The year journalism and capitalism finally divorce

“It is capitalism that incentivizes the degradation of our news media — disinvesting in local journalism, weaponizing social media to capture our attention and data, and devaluing media workers’ labor conditions.”

2023 is the year that journalism and capitalism finally break up. Their relationship has always been fraught, but now it’s turned toxic — culminating in a messy dissolution as the retreating market hollows out newsrooms, leaving millions of Americans bereft of local news.
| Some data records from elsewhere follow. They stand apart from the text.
// ============================================================
// Layer 4 — Window Emitter
// ============================================================
// Drives the whole pipeline, one item per call:
//
//   record source ──► tokenizer ──► (verifier) ──┬─► PackingBuffer ──► PackedWindow
//                                                └─► AlignmentPadder ─► NonPackedItem
//
// The source is treated as infinite. Its handle moves through
// three states:
//
//   Pulling ──(None)──► Exhausted ──► Restarting ──► Pulling ...
//
// Each restart is logged and counted in EmitterStats. The
// packing buffer is NOT cleared on restart: samples buffered at
// the end of one pass are packed together with the start of
// the next.
//
// If a whole pass produces no usable sample (an empty shard, or
// every sample over-length and skipped) we stop with
// EmptySource instead of spinning forever.
//
// The emitter is an Iterator<Item = Result<TrainingItem>>. After
// the first error it is fused and only returns None.

use anyhow::Result;
use serde::{Deserialize, Serialize};
use std::str::FromStr;

use crate::data::{
    alignment_padder::AlignmentPadder,
    label_policy::LabelPolicy,
    packing_buffer::PackingBuffer,
    position_policy::PositionPolicy,
};
use crate::domain::{
    conversation::Conversation,
    error::PackingError,
    sample::TokenizedSample,
    traits::{ConversationTokenizer, Record, RecordSource, SampleVerifier},
    window::TrainingItem,
};

// ─── Configuration ────────────────────────────────────────────────────────────
/// What to do with a sample that cannot fit in any window.
#[derive(Debug, Clone, Copy, Default, PartialEq, Eq, Serialize, Deserialize)]
#[serde(rename_all = "snake_case")]
pub enum OverLengthPolicy {
    /// Log a warning, count it, move on
    #[default]
    Skip,
    /// Abort iteration with OverLengthSample
    Fail,
}

impl FromStr for OverLengthPolicy {
    type Err = PackingError;

    fn from_str(s: &str) -> Result<Self, Self::Err> {
        match s {
            "skip" => Ok(Self::Skip),
            "fail" => Ok(Self::Fail),
            other  => Err(PackingError::InvalidConfig(format!(
                "unknown over-length policy '{other}' (expected skip or fail)"
            ))),
        }
    }
}

#[derive(Debug, Clone, PartialEq, Eq, Serialize, Deserialize)]
pub struct EmitterConfig {
    pub sequence_length:     usize,
    pub labels:              LabelPolicy,
    pub positions:           PositionPolicy,
    pub pack_samples:        bool,
    pub sp_ranks_size:       usize,
    pub conversation_column: String,
    pub over_length:         OverLengthPolicy,
}

impl Default for EmitterConfig {
    fn default() -> Self {
        Self {
            sequence_length:     2048,
            labels:              LabelPolicy::CompletionsOnly,
            positions:           PositionPolicy::ResetAtBoundary,
            pack_samples:        true,
            sp_ranks_size:       1,
            conversation_column: "conversations".to_string(),
            over_length:         OverLengthPolicy::Skip,
        }
    }
}

impl EmitterConfig {
    pub fn max_window_len(&self) -> usize {
        self.sequence_length + 1
    }

    pub fn validate(&self) -> Result<(), PackingError> {
        if self.sequence_length == 0 {
            return Err(PackingError::InvalidConfig("sequence_length must be positive".into()));
        }
        if self.sequence_length.checked_add(1).is_none() {
            return Err(PackingError::InvalidConfig(format!(
                "sequence_length {} leaves no room for the extra window slot",
                self.sequence_length
            )));
        }
        if self.sp_ranks_size == 0 {
            return Err(PackingError::InvalidConfig("sp_ranks_size must be at least 1".into()));
        }
        if self.conversation_column.is_empty() {
            return Err(PackingError::InvalidConfig("conversation_column must not be empty".into()));
        }
        Ok(())
    }
}

// ─── Observability ────────────────────────────────────────────────────────────
#[derive(Debug, Clone, Default, PartialEq, Eq, Serialize, Deserialize)]
pub struct EmitterStats {
    pub records_pulled:      u64,
    pub samples_accepted:    u64,
    pub items_emitted:       u64,
    pub tokens_emitted:      u64,
    pub trainable_tokens:    u64,
    pub restarts:            u64,
    pub skipped_over_length: u64,
    pub skipped_empty:       u64,
}

impl EmitterStats {
    /// Average share of window capacity actually filled with tokens.
    pub fn fill_ratio(&self, max_window_len: usize) -> f64 {
        if self.items_emitted == 0 || max_window_len == 0 {
            return 0.0;
        }
        self.tokens_emitted as f64 / (self.items_emitted as f64 * max_window_len as f64)
    }

    /// Share of emitted tokens that contribute to the loss.
    pub fn trainable_fraction(&self) -> f64 {
        if self.tokens_emitted == 0 {
            return 0.0;
        }
        self.trainable_tokens as f64 / self.tokens_emitted as f64
    }
}

#[derive(Debug, Clone, Copy, PartialEq, Eq)]
pub enum SourceState {
    Pulling,
    Exhausted,
    Restarting,
}

// ─── WindowEmitter ────────────────────────────────────────────────────────────
pub struct WindowEmitter<S, T> {
    source:    S,
    tokenizer: T,
    config:    EmitterConfig,
    buffer:    PackingBuffer,
    padder:    AlignmentPadder,
    verifier:  Option<Box<dyn SampleVerifier>>,
    state:     SourceState,
    /// Samples that reached the buffer or padder since the last restart
    usable_since_restart: u64,
    stats:     EmitterStats,
    failed:    bool,
}

impl<S: RecordSource, T: ConversationTokenizer> WindowEmitter<S, T> {
    pub fn new(source: S, tokenizer: T, config: EmitterConfig) -> Result<Self, PackingError> {
        config.validate()?;

        let buffer = PackingBuffer::new(config.sequence_length);
        let padder = AlignmentPadder::new(config.sp_ranks_size, tokenizer.pad_token_id(), config.labels);

        tracing::info!(
            "Window emitter: packing={} sequence_length={} labels={:?} positions={:?} sp_chunks={}",
            config.pack_samples,
            config.sequence_length,
            config.labels,
            config.positions,
            padder.sp_chunks()
        );

        Ok(Self {
            source,
            tokenizer,
            config,
            buffer,
            padder,
            verifier: None,
            state: SourceState::Pulling,
            usable_since_restart: 0,
            stats: EmitterStats::default(),
            failed: false,
        })
    }

    /// Install a diagnostic verifier that sees every sample.
    pub fn with_verifier(mut self, verifier: Box<dyn SampleVerifier>) -> Self {
        tracing::warn!("Sample verification enabled; tokenization cost roughly doubles");
        self.verifier = Some(verifier);
        self
    }

    pub fn config(&self) -> &EmitterConfig {
        &self.config
    }

    pub fn tokenizer(&self) -> &T {
        &self.tokenizer
    }

    pub fn stats(&self) -> &EmitterStats {
        &self.stats
    }

    pub fn buffer(&self) -> &PackingBuffer {
        &self.buffer
    }

    pub fn state(&self) -> SourceState {
        self.state
    }

    /// Produce the next item, pulling as many records as needed.
    pub fn next_item(&mut self) -> Result<TrainingItem> {
        loop {
            let record = self.pull_record()?;
            let conversation = self.extract_conversation(&record)?;
            let sample = self.tokenizer.tokenize(&conversation)?;

            if let Some(verifier) = &self.verifier {
                verifier.verify(&conversation, &sample)?;
            }

            if let Some(item) = self.route(sample)? {
                self.record_emission(&item);
                return Ok(item);
            }
        }
    }

    /// Pack whatever is still buffered into one last window.
    /// Only meaningful for finite consumers; the infinite stream
    /// never calls it.
    pub fn flush(&mut self) -> Result<Option<TrainingItem>> {
        if !self.config.pack_samples {
            return Ok(None);
        }
        let Some(raw) = self.buffer.flush()? else {
            return Ok(None);
        };
        let window = raw.finish(self.config.labels, self.config.positions)?;
        let item = TrainingItem::Packed(window);
        self.record_emission(&item);
        Ok(Some(item))
    }

    fn pull_record(&mut self) -> Result<Record> {
        loop {
            match self.state {
                SourceState::Pulling => match self.source.next_record()? {
                    Some(record) => {
                        self.stats.records_pulled += 1;
                        return Ok(record);
                    }
                    None => self.state = SourceState::Exhausted,
                },
                SourceState::Exhausted => {
                    if self.usable_since_restart == 0 {
                        return Err(PackingError::EmptySource.into());
                    }
                    tracing::info!(
                        "Consumed all records, source is being re-looped (restart #{}, {} tokens buffered)",
                        self.stats.restarts + 1,
                        self.buffer.len()
                    );
                    self.state = SourceState::Restarting;
                }
                SourceState::Restarting => {
                    self.source.restart()?;
                    self.stats.restarts += 1;
                    self.usable_since_restart = 0;
                    self.state = SourceState::Pulling;
                }
            }
        }
    }

    fn extract_conversation(&self, record: &Record) -> Result<Conversation, PackingError> {
        let column = &self.config.conversation_column;
        let field = record.get(column).ok_or_else(|| PackingError::MalformedRecord {
            column: column.clone(),
            reason: "field missing".to_string(),
        })?;
        serde_json::from_value(field.clone()).map_err(|e| PackingError::MalformedRecord {
            column: column.clone(),
            reason: e.to_string(),
        })
    }

    fn route(&mut self, sample: TokenizedSample) -> Result<Option<TrainingItem>> {
        if sample.is_empty() {
            self.stats.skipped_empty += 1;
            tracing::debug!("Skipping empty sample");
            return Ok(None);
        }

        if !self.config.pack_samples {
            self.accept();
            let item = self.padder.pad(sample)?;
            return Ok(Some(TrainingItem::NonPacked(item)));
        }

        match self.buffer.push(sample) {
            Ok(raw) => {
                self.accept();
                let Some(raw) = raw else {
                    return Ok(None);
                };
                let window = raw.finish(self.config.labels, self.config.positions)?;
                Ok(Some(TrainingItem::Packed(window)))
            }
            Err(PackingError::OverLengthSample { len, max })
                if self.config.over_length == OverLengthPolicy::Skip =>
            {
                self.stats.skipped_over_length += 1;
                tracing::warn!(
                    "Skipping sample of {} tokens, window capacity is {} ({} skipped so far)",
                    len,
                    max,
                    self.stats.skipped_over_length
                );
                Ok(None)
            }
            Err(e) => Err(e.into()),
        }
    }

    fn accept(&mut self) {
        self.stats.samples_accepted += 1;
        self.usable_since_restart += 1;
    }

    fn record_emission(&mut self, item: &TrainingItem) {
        self.stats.items_emitted += 1;
        self.stats.tokens_emitted += item.len() as u64;
        self.stats.trainable_tokens += item.trainable_tokens() as u64;
    }
}

impl<S: RecordSource, T: ConversationTokenizer> Iterator for WindowEmitter<S, T> {
    type Item = Result<TrainingItem>;

    fn next(&mut self) -> Option<Self::Item> {
        if self.failed {
            return None;
        }
        match self.next_item() {
            Ok(item) => Some(Ok(item)),
            Err(e) => {
                match e.downcast_ref::<PackingError>() {
                    Some(p) if p.is_contract_violation() => {
                        tracing::error!("Window emitter stopped on malformed data: {e:#}")
                    }
                    _ => tracing::error!("Window emitter stopped: {e:#}"),
                }
                self.failed = true;
                Some(Err(e))
            }
        }
    }
}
Virtually the only for-profit firms still interested in the local news business are the hedge-fund vultures, like Alden Global Capital, that pounce on dying newspapers to profit from their scraps. Meanwhile, all manner of media organizations — CNN, Twitter, Meta, Gannett and BuzzFeed — are laying off significant numbers of workers. Others, like The New York Times and Pittsburgh Post-Gazette, are trying to discipline their workforce into submission by refusing to bargain in good faith on fair labor conditions.

To make sense of the news industry’s wild fluctuations, we often turn to cultural explanations about the evolving tastes of audiences, or point to technological disruptions, or indict the misdeeds of individual media owners such as Elon Musk and Rupert Murdoch. But one key culprit almost always eludes scrutiny: capitalism.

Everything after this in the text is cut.